Update: I learned from the TAG list that Dan Connolly already proposed using #it or #this for the same purpose, and Tim Berners-Lee proposed using #i to refer to oneself in a similar way. My idea therefore was not very original, and since I regularly read the TAG list and similar sources, it’s even possible I read the idea somewhere and (much) later thought of it as one of my own – though if this happened it was certainly unintentional.
There is a very simple solution to the entire hash-versus-slash debate: whenever you would want to identify anything with a hashless URI, suffix it with #referent. The meaning of x#referent is: I identify whatever x is about. And x is simply an information resource (about x#referent).
The httpRange-14 debate is about what hashless URI’s (without a #) refer to: can they refer only to documents (information resources) or to anything, i.e. persons or cars or concepts. Is it meaningful to say https://www.marcdegraauw.com/marcdegraauw/ refers to ‘Marc de Graauw’. Or does it now identify both a web page and a person, and is this meaningful and/or desirable?

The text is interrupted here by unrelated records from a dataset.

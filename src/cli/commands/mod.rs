//! CLI command implementations.

mod batch;
mod clip;
mod config;
mod doctor;
mod montage;
mod narrate;
mod scenes;
mod select;

pub use batch::{parse_batch_list, run_batch, BatchArgs, BatchMode};
pub use clip::run_clip;
pub use config::run_config;
pub use doctor::run_doctor;
pub use montage::run_montage;
pub use narrate::{run_narrate, NarrateArgs};
pub use scenes::run_scenes;
pub use select::run_select;

use crate::cli::preflight::{self, Operation};
use crate::cli::Output;
use crate::config::{SelectionStrategy, Settings};
use crate::context::RunContext;
use crate::pipeline::Pipeline;
use anyhow::Result;
use tracing::warn;

/// A pipeline plus a run context that Ctrl-C cancels.
pub(crate) struct Run {
    pub pipeline: Pipeline,
    pub ctx: RunContext,
}

impl Run {
    pub fn start(
        operation: Operation,
        input: &str,
        settings: Settings,
        seed: Option<u64>,
        keep_temp: bool,
        ai: Option<&str>,
    ) -> Result<Self> {
        if let Err(e) = preflight::check(operation, input, &settings) {
            Output::error(&format!("{}", e));
            Output::info("Run 'reelcut doctor' for detailed diagnostics.");
            return Err(e.into());
        }
        if preflight::configured_text_providers(&settings).is_empty() {
            Output::warning("No text provider API key set; selection, scripts and metadata will use fallbacks.");
        }

        let keep = keep_temp || settings.general.keep_temp;
        let (ctx, handle) = RunContext::new(&settings.temp_dir(), seed);
        let ctx = ctx.with_keep_temp(keep);

        tokio::spawn(async move {
            if tokio::signal::ctrl_c().await.is_ok() {
                warn!("Interrupted, cancelling run");
                handle.cancel();
            }
        });

        let mut pipeline = Pipeline::new(settings)?.with_cancellable_encoder(&ctx);
        if let Some(name) = ai {
            pipeline = pipeline.with_text_provider(name);
        }

        Output::kv("Run", &ctx.run_id);
        Output::kv("Seed", &ctx.seed.to_string());
        Ok(Self { pipeline, ctx })
    }

    /// Remove working files and pass the result through.
    pub async fn finish<T>(self, result: crate::Result<T>) -> Result<T> {
        self.ctx.cleanup().await;
        result.map_err(Into::into)
    }
}

/// Strategy from the flag, else from the config.
pub(crate) fn parse_strategy(flag: Option<&str>, settings: &Settings) -> Result<SelectionStrategy> {
    match flag {
        Some(s) => s.parse().map_err(|e: String| anyhow::anyhow!(e)),
        None => Ok(settings.selection.strategy),
    }
}

#[cfg(test)]
mod tests {
    use super::*;

    #[test]
    fn test_strategy_flag_overrides_config() {
        let mut settings = Settings::default();
        settings.selection.strategy = SelectionStrategy::Chapters;
        assert_eq!(parse_strategy(None, &settings).unwrap(), SelectionStrategy::Chapters);
        assert_eq!(
            parse_strategy(Some("golden"), &settings).unwrap(),
            SelectionStrategy::GoldenZone
        );
        assert!(parse_strategy(Some("vibes"), &settings).is_err());
    }
}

Hash URI’s aren’t thought to be much of a problem in this respect. They have some drawbacks however. It may be desirable to retrieve an entire information resource which describes what the referent of the URI is. And putting all identifiers in one large file makes the file large. Norman Walsh did this: http://norman.walsh.name/knows/who#norman-walsh identifies Norman Walsh, and the ‘who’ file got big. So Norm switched to hashless URI’s: http://norman.walsh.name/knows/who/norman-walsh identifies Norman Walsh. The httpRange-14 solution requires Norm to answer to a GET on this URI with a 303 redirect, in this case to http://norman.walsh.name/knows/who/norman-walsh.html, which does not identify Norman, but simply is an information resource.
If we use the #referent convention, I can say: https://www.marcdegraauw.com/marcdegraauw.html#referent identifies me. And https://www.marcdegraauw.com/marcdegraauw.html is simply an information resource, which is about me. Problem solved.
If I put https://www.marcdegraauw.com/marcdegraauw.html#referent in a browser, I will simply get the entire https://www.marcdegraauw.com/marcdegraauw.html resource, which is a human readable resource about https://www.marcdegraauw.com/marcdegraauw.html#referent. Semantic Web software which understands the #referent convention will know https://www.marcdegraauw.com/marcdegraauw.html#referent refers to a non-information resource (except when web pages are about other web pages) and https://www.marcdegraauw.com/marcdegraauw.html is simply an information resource. Chances of collision of the #referent fragment identifier are very small (Semantic Web jokers who do this intentionally apart) and even in the case of collision with existing #referent fragment identifiers the collision seems pretty harmless. The only thing the #referent convention does not solve is all the existing hashless URI’s out there which (are purported to) identify non-information resources.
In Semantic Web architecture, there is no need ever for hashless URI’s. The #referent convention is easier, more explicit about what is meant, retrieves a nice descriptive human-readable information resource in a browser, along with all necesssary rdf metadata for Semantic Web applications.